MedPath

Technological Gaming in Cancer Survivors (WINNERS)

Not Applicable
Recruiting
Conditions
Survivors of Childhood Cancer
Interventions
Behavioral: Video game based training
Registration Number
NCT06312969
Lead Sponsor
Antonio Pérez Martínez
Brief Summary

HYPOTHESIS

1. Neurocognitive deficits in cancer survivors are underestimated. They represent a very limiting long-term side effect in this group of patients.

2. An individualized, planned and limited intervention using technological gaming can improve neurocognitive function in these pediatric patients by taking advantage of the plasticity of the central nervous system (CNS) in the pediatric age.

3. Changes can be demonstrated not only at the cognitive level, but also at the structural and functional level using neuroimaging techniques after our intervention.

4. In addition to the aforementioned benefits, this therapeutic tool can improve some clinical-analytical markers used in the follow-up of cancer survivors, such as immunological markers like lymphocyte populations and inflammatory cytokines.

5. The neurocognitive effects of this therapy are not only produced at the time of the intervention, but remain until months after the intervention.

6. The positive impact of the treatment is not only observed in the patients, but also in the psychological and emotional state of the family members.

VARIABLES

1. Clinically relevant improvement with moderate or large effect size in the following parameters as measured by neuropsychological tests.

2. Statistically significant changes in neuroimaging tests.

3. Statistically significant changes in immune and inflammatory biomarkers before and after treatment.

STUDY DESIGN In this clinical trial, randomized versus control group, unblinded, the aim is to demonstrate the neuropsychological, structural and functional benefit of an intervention using video games in child cancer survivors.

POPULATION OF THE STUDY The target population participating in the study will include patients of either sex aged 8-17 years who completed cancer treatment 1-5 years ago.
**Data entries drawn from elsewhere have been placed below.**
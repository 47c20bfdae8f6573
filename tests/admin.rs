//! Admin lead review API.

mod common;

use axum::body::Body;
use axum::http::{Method, Request, StatusCode};
use axum::Router;
use common::{app, post_json, seeded_directory, send, test_config, ADMIN_KEY};
use facility_directory::HttpServer;

fn authed(method: Method, uri: &str, body: Option<&str>) -> Request<Body> {
    let builder = Request::builder()
        .method(method)
        .uri(uri)
        .header("authorization", format!("Bearer {ADMIN_KEY}"));
    match body {
        Some(body) => builder
            .header("content-type", "application/json")
            .body(Body::from(body.to_string()))
            .unwrap(),
        None => builder.body(Body::empty()).unwrap(),
    }
}

async fn submit(app: &Router, name: &str) -> i64 {
    let res = post_json(app, "/api/contact", &format!(r#"{{"name":"{name}"}}"#)).await;
    res.json()["submission"]["id"].as_i64().unwrap()
}

#[tokio::test]
async fn test_rejects_missing_or_wrong_token() {
    let app = app();
    let res = send(&app, Request::get("/admin/leads").body(Body::empty()).unwrap()).await;
    assert_eq!(res.status, StatusCode::UNAUTHORIZED);

    let wrong = Request::get("/admin/leads")
        .header("authorization", "Bearer nope")
        .body(Body::empty())
        .unwrap();
    let res = send(&app, wrong).await;
    assert_eq!(res.status, StatusCode::UNAUTHORIZED);
    assert!(res.json()["message"].is_string());
}

#[tokio::test]
async fn test_lists_newest_first_with_status_filter() {
    let app = app();
    let first = submit(&app, "First").await;
    let second = submit(&app, "Second").await;

    let res = send(&app, authed(Method::GET, "/admin/leads", None)).await;
    assert_eq!(res.status, StatusCode::OK);
    let ids: Vec<_> = res
        .json()
        .as_array()
        .unwrap()
        .iter()
        .map(|l| l["id"].as_i64().unwrap())
        .collect();
    assert_eq!(ids, vec![second, first]);

    let uri = format!("/admin/leads/{first}");
    let res = send(
        &app,
        authed(Method::PATCH, &uri, Some(r#"{"status":"qualified"}"#)),
    )
    .await;
    assert_eq!(res.status, StatusCode::OK);

    let res = send(&app, authed(Method::GET, "/admin/leads?status=qualified", None)).await;
    let leads = res.json();
    assert_eq!(leads.as_array().unwrap().len(), 1);
    assert_eq!(leads[0]["name"], "First");

    let res = send(&app, authed(Method::GET, "/admin/leads?limit=1", None)).await;
    assert_eq!(res.json().as_array().unwrap().len(), 1);
}

#[tokio::test]
async fn test_update_lead_fields() {
    let app = app();
    let id = submit(&app, "Pat").await;

    let uri = format!("/admin/leads/{id}");
    let res = send(
        &app,
        authed(
            Method::PATCH,
            &uri,
            Some(r#"{"priority":"high","notes":"called back","contacted":true}"#),
        ),
    )
    .await;
    assert_eq!(res.status, StatusCode::OK);
    let lead = res.json();
    assert_eq!(lead["priority"], "high");
    assert_eq!(lead["notes"], "called back");
    assert_eq!(lead["contacted"], true);
    assert_eq!(lead["status"], "new");
}

#[tokio::test]
async fn test_update_errors() {
    let app = app();
    let id = submit(&app, "Pat").await;

    let missing = authed(Method::PATCH, "/admin/leads/999", Some(r#"{"status":"x"}"#));
    let res = send(&app, missing).await;
    assert_eq!(res.status, StatusCode::NOT_FOUND);

    let uri = format!("/admin/leads/{id}");
    let res = send(&app, authed(Method::PATCH, &uri, Some("{}"))).await;
    assert_eq!(res.status, StatusCode::BAD_REQUEST);
}

#[tokio::test]
async fn test_disabled_admin_routes_are_unmatched() {
    let mut config = test_config();
    config.admin.enabled = false;
    let app = HttpServer::new(config, seeded_directory()).router();

    let res = send(&app, authed(Method::GET, "/admin/leads", None)).await;
    assert_eq!(res.status, StatusCode::NOT_FOUND);
    assert_eq!(res.json()["message"], "Route not found");
}

fn assert_json_bad_request(res: &common::TestResponse) {
    assert_eq!(res.status, StatusCode::BAD_REQUEST, "{}", res.body);
    assert!(res.headers["content-type"]
        .to_str()
        .unwrap()
        .starts_with("application/json"));
    assert!(res.json()["message"].is_string());
}

#[tokio::test]
async fn test_malformed_input_gets_json_errors() {
    let app = app();
    let id = submit(&app, "Pat").await;
    let uri = format!("/admin/leads/{id}");

    let bad_id = authed(Method::PATCH, "/admin/leads/abc", Some(r#"{"status":"x"}"#));
    let res = send(&app, bad_id).await;
    assert_json_bad_request(&res);

    let res = send(&app, authed(Method::PATCH, &uri, Some(r#"{"contacted":"yes"}"#))).await;
    assert_json_bad_request(&res);

    let res = send(&app, authed(Method::PATCH, &uri, Some("{not json"))).await;
    assert_json_bad_request(&res);

    let no_content_type = Request::builder()
        .method(Method::PATCH)
        .uri(&uri)
        .header("authorization", format!("Bearer {ADMIN_KEY}"))
        .body(Body::from(r#"{"status":"x"}"#))
        .unwrap();
    let res = send(&app, no_content_type).await;
    assert_json_bad_request(&res);

    let res = send(&app, authed(Method::GET, "/admin/leads?limit=abc", None)).await;
    assert_json_bad_request(&res);
}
They must have received treatment with neurotoxic potential: intrathecal/intraventricular chemotherapy, high-dose chemotherapy with crossing of the blood-brain barrier, CNS radiotherapy or hematopoietic stem cell transplantation (HSCT).

Detailed Description

BACKGROUND AND RATIONALE Several authors have described specific cognitive damage following cancer treatments (often chemotherapy and radiotherapy), which has been termed "chemo-brain". This condition produces alterations in different neurocognitive fields such as memory, learning, concentration, reasoning, executive functions, attention and visuospatial skills.

In this research project the investigator team propose an intervention aimed at one of the most limiting adverse effects of cancer and its treatment such as neurocognitive deficits through technological game platforms and brain training used in a directed, controlled and supervised manner.

HYPOTHESIS

1. Neurocognitive deficits in cancer survivors are underestimated. They represent a very limiting long-term side effect in this group of patients.

2. An individualized, planned and limited intervention using technological gaming can improve neurocognitive function in these pediatric patients by taking advantage of the plasticity of the central nervous system (CNS) in the pediatric age.

3. Changes can be demonstrated not only at the cognitive level, but also at the structural and functional level using neuroimaging techniques after our intervention.

4. In addition to the aforementioned benefits, this therapeutic tool can improve some clinical-analytical markers used in the follow-up of cancer survivors, such as immunological markers like lymphocyte populations and inflammatory cytokines.

5. The neurocognitive effects of this therapy are not only produced at the time of the intervention, but remain until months after the intervention.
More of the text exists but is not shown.